** Data for processing follows **
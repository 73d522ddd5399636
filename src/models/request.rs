//! Validated scrape requests.

use serde::{Deserialize, Serialize};

use crate::error::ScrapeError;

use super::JobMetadata;

pub const MIN_LOAD_MORE_CLICKS: u32 = 1;
pub const MAX_LOAD_MORE_CLICKS: u32 = 50;
pub const DEFAULT_LOAD_MORE_CLICKS: u32 = 5;

/// An immutable, validated request for one campaign scrape.
#[derive(Debug, Clone, Serialize, Deserialize)]
pub struct ScrapeRequest {
    campaign_id: String,
    category: Option<String>,
    subcategory: Option<String>,
    max_load_more_clicks: u32,
}

impl ScrapeRequest {
    /// Validate and construct a request.
    ///
    /// Campaign ids are alphanumeric; a subcategory without a category is a
    /// caller error; the click budget is clamped to its documented bounds by
    /// rejection, not silent adjustment.
    pub fn new(
        campaign_id: impl Into<String>,
        category: Option<String>,
        subcategory: Option<String>,
        max_load_more_clicks: Option<u32>,
    ) -> Result<Self, ScrapeError> {
        let campaign_id = campaign_id.into();
        if campaign_id.is_empty() || !campaign_id.chars().all(|c| c.is_ascii_alphanumeric()) {
            return Err(ScrapeError::Validation(format!(
                "campaign id must be non-empty and alphanumeric, got '{campaign_id}'"
            )));
        }

        let category = category.filter(|s| !s.is_empty());
        let subcategory = subcategory.filter(|s| !s.is_empty());
        if subcategory.is_some() && category.is_none() {
            return Err(ScrapeError::Validation(
                "subcategory requires a category".into(),
            ));
        }

        let clicks = max_load_more_clicks.unwrap_or(DEFAULT_LOAD_MORE_CLICKS);
        if !(MIN_LOAD_MORE_CLICKS..=MAX_LOAD_MORE_CLICKS).contains(&clicks) {
            return Err(ScrapeError::Validation(format!(
                "max_load_more_clicks must be between {MIN_LOAD_MORE_CLICKS} and {MAX_LOAD_MORE_CLICKS}, got {clicks}"
            )));
        }

        Ok(Self {
            campaign_id,
            category,
            subcategory,
            max_load_more_clicks: clicks,
        })
    }

    pub fn campaign_id(&self) -> &str {
        &self.campaign_id
    }

    pub fn category(&self) -> Option<&str> {
        self.category.as_deref()
    }

    pub fn subcategory(&self) -> Option<&str> {
        self.subcategory.as_deref()
    }

    pub fn max_load_more_clicks(&self) -> u32 {
        self.max_load_more_clicks
    }

    /// True when this request should fan out into per-subcategory children.
    pub fn wants_fan_out(&self) -> bool {
        self.category.is_some() && self.subcategory.is_none()
    }

    /// Stable key shared by dedup lookups and the result cache.
    pub fn cache_key(&self) -> String {
        self.job_metadata().correlation_key()
    }

    /// Correlation metadata for the job this request becomes.
    pub fn job_metadata(&self) -> JobMetadata {
        JobMetadata {
            campaign_id: self.campaign_id.clone(),
            category: self.category.clone(),
            subcategory: self.subcategory.clone(),
            max_load_more_clicks: self.max_load_more_clicks,
            parent_job_id: None,
            child_job_ids: None,
        }
    }

    /// Derive the request for one child of a fan-out.
    pub fn for_subcategory(&self, subcategory: &str) -> Self {
        Self {
            campaign_id: self.campaign_id.clone(),
            category: self.category.clone(),
            subcategory: if subcategory.is_empty() {
                None
            } else {
                Some(subcategory.to_string())
            },
            max_load_more_clicks: self.max_load_more_clicks,
        }
    }
}
//! CLI parser and command dispatch.

mod cache_cmd;
mod jobs;
mod scrape;
mod status;

use std::path::PathBuf;

use clap::{Parser, Subcommand};

use crate::config::Settings;
use crate::models::JobStatus;

use super::helpers::build_context;

#[derive(Parser)]
#[command(name = "promo")]
#[command(about = "Promotional-campaign scraping and job orchestration")]
#[command(version)]
pub struct Cli {
    /// Data directory (overrides config file)
    #[arg(long, global = true)]
    data_dir: Option<PathBuf>,

    /// Config file path
    #[arg(short, long, global = true)]
    config: Option<PathBuf>,

    /// Enable verbose logging
    #[arg(short, long, global = true)]
    pub verbose: bool,

    #[command(subcommand)]
    command: Commands,
}

/// Check if verbose mode is enabled (for early logging setup).
pub fn is_verbose() -> bool {
    std::env::args().any(|arg| arg == "-v" || arg == "--verbose")
}

#[derive(Subcommand)]
enum Commands {
    /// Scrape a campaign (fans out over subcategories when only a category is given)
    Scrape {
        /// Campaign identifier
        campaign_id: String,
        /// Category to scrape within the campaign
        #[arg(short = 'C', long)]
        category: Option<String>,
        /// Subcategory filter (requires --category)
        #[arg(short, long)]
        subcategory: Option<String>,
        /// Maximum load-more clicks per page (1-50)
        #[arg(short = 'm', long)]
        max_clicks: Option<u32>,
        /// Skip the result cache and force a fresh scrape
        #[arg(short, long)]
        fresh: bool,
        /// Wait for the job to finish and print the result
        #[arg(short, long)]
        watch: bool,
    },

    /// Show one job, or all jobs and overall state for a campaign
    Status {
        /// Job id or campaign identifier
        id: String,
    },

    /// Inspect and manage the job queue
    Jobs {
        #[command(subcommand)]
        command: JobCommands,
    },

    /// Inspect and manage the result cache
    Cache {
        #[command(subcommand)]
        command: CacheCommands,
    },
}

#[derive(Subcommand)]
enum JobCommands {
    /// List jobs, optionally filtered by status
    List {
        /// Filter: pending, running, completed, failed
        #[arg(short, long, value_parser = parse_status)]
        status: Option<JobStatus>,
    },
    /// Show scheduler counters
    Stats,
    /// Cancel a pending or running job
    Cancel {
        /// Job id
        job_id: String,
    },
    /// Delete terminal jobs older than the given age
    Purge {
        /// Minimum age in minutes
        #[arg(short, long, default_value = "60")]
        older_than: i64,
    },
}

#[derive(Subcommand)]
enum CacheCommands {
    /// Show hit/miss counters and entry count
    Stats,
    /// Drop all cached results (memory and durable mirror)
    Clear,
}

fn parse_status(s: &str) -> Result<JobStatus, String> {
    match s {
        "pending" => Ok(JobStatus::Pending),
        "running" => Ok(JobStatus::Running),
        "completed" => Ok(JobStatus::Completed),
        "failed" => Ok(JobStatus::Failed),
        other => Err(format!("unknown status '{other}'")),
    }
}

pub async fn run() -> anyhow::Result<()> {
    let cli = Cli::parse();

    let mut settings = Settings::load(cli.config.as_deref())?;
    if cli.data_dir.is_some() {
        settings.data_dir = cli.data_dir;
    }

    let ctx = build_context(settings).await?;

    match cli.command {
        Commands::Scrape {
            campaign_id,
            category,
            subcategory,
            max_clicks,
            fresh,
            watch,
        } => {
            scrape::cmd_scrape(
                &ctx,
                &campaign_id,
                category,
                subcategory,
                max_clicks,
                fresh,
                watch,
            )
            .await
        }
        Commands::Status { id } => status::cmd_status(&ctx, &id).await,
        Commands::Jobs { command } => match command {
            JobCommands::List { status } => jobs::cmd_jobs_list(&ctx, status).await,
            JobCommands::Stats => jobs::cmd_jobs_stats(&ctx).await,
            JobCommands::Cancel { job_id } => jobs::cmd_jobs_cancel(&ctx, &job_id).await,
            JobCommands::Purge { older_than } => jobs::cmd_jobs_purge(&ctx, older_than).await,
        },
        Commands::Cache { command } => match command {
            CacheCommands::Stats => cache_cmd::cmd_cache_stats(&ctx).await,
            CacheCommands::Clear => cache_cmd::cmd_cache_clear(&ctx).await,
        },
    }
}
** End of Data for processing **
» **Exercise**
The answer is each line from the entries above in which the word "bool" occurs.

» **Answer to this exercise**
    pub fn wants_fan_out(&self) -> bool {
    pub verbose: bool,
pub fn is_verbose() -> bool {
        fresh: bool,
        watch: bool,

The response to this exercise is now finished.